*Excerpted records*:
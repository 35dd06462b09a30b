use evport::{Error, EventPortBuilder, TcpChannel};

use std::net::TcpListener as StdTcpListener;

#[test]
fn test_connect_to_listening_socket() {
    let port = EventPortBuilder::new().cached_pool(2).build().unwrap();
    let listener = StdTcpListener::bind("127.0.0.1:0").unwrap();
    let target = listener.local_addr().unwrap();

    let channel = TcpChannel::open(&port).unwrap();
    let future = channel.connect(target);
    future.get().expect("connect should succeed");

    assert!(channel.is_connected());
    assert_eq!(channel.remote_addr(), Some(target));
    assert!(channel.local_addr().is_some(), "local address populated");

    let (_peer, peer_addr) = listener.accept().unwrap();
    assert_eq!(Some(peer_addr), channel.local_addr());

    channel.close();
}

#[test]
fn test_second_connect_fails_fast() {
    let port = EventPortBuilder::new().cached_pool(2).build().unwrap();
    let listener = StdTcpListener::bind("127.0.0.1:0").unwrap();
    let target = listener.local_addr().unwrap();

    let channel = TcpChannel::open(&port).unwrap();
    let first = channel.connect(target);
    let second = channel.connect(target);

    // Whichever stage the first connect reached, the second must fail fast.
    let error = second.get().unwrap_err();
    assert!(
        matches!(error, Error::ConnectionPending | Error::AlreadyConnected),
        "unexpected error: {error}"
    );

    first.get().expect("first connect should succeed");
    channel.close();
}

#[test]
fn test_connect_on_closed_channel() {
    let port = EventPortBuilder::new().cached_pool(2).build().unwrap();
    let channel = TcpChannel::open(&port).unwrap();
    channel.close();

    let future = channel.connect("127.0.0.1:1".parse().unwrap());
    assert!(matches!(future.get(), Err(Error::Closed)));
}

#[test]
fn test_connect_to_refusing_address_fails() {
    let port = EventPortBuilder::new().cached_pool(2).build().unwrap();

    // Bind a listener to grab a free port, then close it so the connect is
    // refused.
    let target = {
        let listener = StdTcpListener::bind("127.0.0.1:0").unwrap();
        listener.local_addr().unwrap()
    };

    let channel = TcpChannel::open(&port).unwrap();
    let future = channel.connect(target);
    assert!(future.get().is_err(), "connect to closed port should fail");
    assert!(!channel.is_open(), "failed connect closes the channel");
}
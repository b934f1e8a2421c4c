use axum::{
    http::StatusCode,
    response::{Html, IntoResponse, Response},
};
use thiserror::Error;
use tracing::error;

/// Faults that end a request with a server error.
///
/// Validation and authentication failures are not errors at this level:
/// they are reported back through the re-rendered form.
#[derive(Debug, Error)]
pub enum AppError {
    #[error("template rendering failed: {0}")]
    Template(#[from] tera::Error),

    /// Storage disagrees with itself, e.g. a freshly created account cannot be authenticated.
    #[error("inconsistent account state: {0}")]
    Inconsistent(String),

    #[error(transparent)]
    Internal(#[from] anyhow::Error),
}

impl AppError {
    pub fn status_code(&self) -> StatusCode {
        StatusCode::INTERNAL_SERVER_ERROR
    }

    /// The error with every underlying cause, outermost first.
    pub fn chain_message(&self) -> String {
        match self {
            AppError::Internal(e) => format!("{e:#}"),
            other => other.to_string(),
        }
    }

    pub fn sanitized_message(&self) -> &'static str {
        "A server error occurred. Please try again later."
    }
}

impl IntoResponse for AppError {
    fn into_response(self) -> Response {
        let status = self.status_code();
        match &self {
            AppError::Inconsistent(detail) => {
                error!(%detail, "account state inconsistency");
            }
            other => {
                error!(error = %other.chain_message(), "request failed");
            }
        }
        let message = if cfg!(debug_assertions) {
            self.to_string()
        } else {
            self.sanitized_message().to_string()
        };
        let body = format!(
            "<h1>Server Error ({})</h1><p>{}</p>",
            status.as_u16(),
            escape(&message)
        );
        (status, Html(body)).into_response()
    }
}

fn escape(raw: &str) -> String {
    raw.replace('&', "&amp;")
        .replace('<', "&lt;")
        .replace('>', "&gt;")
}

#[cfg(test)]
mod tests {
    use super::*;

    #[test]
    fn every_variant_is_a_server_error() {
        let errors = [
            AppError::Inconsistent("account 1".into()),
            AppError::Internal(anyhow::anyhow!("pool closed")),
        ];
        for err in errors {
            assert_eq!(err.into_response().status(), StatusCode::INTERNAL_SERVER_ERROR);
        }
    }

    #[test]
    fn chain_message_keeps_underlying_cause() {
        let cause = anyhow::anyhow!("duplicate key value violates unique constraint");
        let err = AppError::from(cause.context("insert account"));
        let message = err.chain_message();
        assert!(message.starts_with("insert account"), "{message}");
        assert!(message.contains("duplicate key value"), "{message}");
    }

    #[test]
    fn message_is_escaped() {
        assert_eq!(escape("<b>&"), "&lt;b&gt;&amp;");
    }
}
mod accounts;
mod app;
mod config;
mod db;
mod error;
mod home;
mod sessions;
mod state;
mod templates;

#[tokio::main]
async fn main() -> anyhow::Result<()> {
    dotenvy::dotenv().ok();

    let env_filter = std::env::var("RUST_LOG")
        .unwrap_or_else(|_| "accounts=debug,axum=info,tower_http=info".to_string());
    let json_logs = std::env::var("LOG_FORMAT")
        .map(|v| v == "json")
        .unwrap_or(false);

    if json_logs {
        tracing_subscriber::fmt()
            .with_env_filter(env_filter)
            .with_target(false)
            .json()
            .init();
    } else {
        tracing_subscriber::fmt().with_env_filter(env_filter).init();
    }

    let state = state::AppState::init().await?;
    app::serve(app::build_app(state)).await
}
use crate::state::AppState;
use axum::Router;

pub mod forms;
pub mod handlers;
pub mod password;
pub mod repo;
pub mod repo_types;
pub mod services;
pub mod validators;

pub fn router() -> Router<AppState> {
    Router::new().merge(handlers::account_routes())
}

*Your instructions*: Go line by line through the records above and copy each one containing "duplicate".

*Answer to the problem*:
        let cause = anyhow::anyhow!("duplicate key value violates unique constraint");
        assert!(message.contains("duplicate key value"), "{message}");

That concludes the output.